» **About this task**
For the material that follows, tally the lines holding "Some" and give the total alone.

» **Dataset records**
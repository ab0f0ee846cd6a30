//! Correlation Index Tests.

use ghb_core::prefetch::index::{CorrelationIndex, CorrelationKey};

#[test]
fn key_spaces_have_distinct_positions() {
    assert_eq!(CorrelationKey::Pc.index(), 0);
    assert_eq!(CorrelationKey::Page.index(), 1);
    assert_eq!(CorrelationKey::ALL, [CorrelationKey::Pc, CorrelationKey::Page]);
}

#[test]
fn update_returns_previous_holder() {
    let mut index = CorrelationIndex::new();
    assert_eq!(index.update(0x400, 3), None);
    assert_eq!(index.update(0x400, 7), Some(3));
    assert_eq!(index.get(0x400), Some(7));
    assert_eq!(index.len(), 1);
}

#[test]
fn remove_if_slot_only_removes_matching_mapping() {
    let mut index = CorrelationIndex::new();
    let _ = index.update(1, 5);
    assert!(!index.remove_if_slot(1, 4));
    assert_eq!(index.get(1), Some(5));
    assert!(index.remove_if_slot(1, 5));
    assert_eq!(index.get(1), None);
    assert!(!index.remove_if_slot(1, 5));
}

#[test]
fn clear_empties_index() {
    let mut index = CorrelationIndex::new();
    let _ = index.update(1, 0);
    let _ = index.update(2, 1);
    index.clear();
    assert!(index.is_empty());
}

» **Reply**
3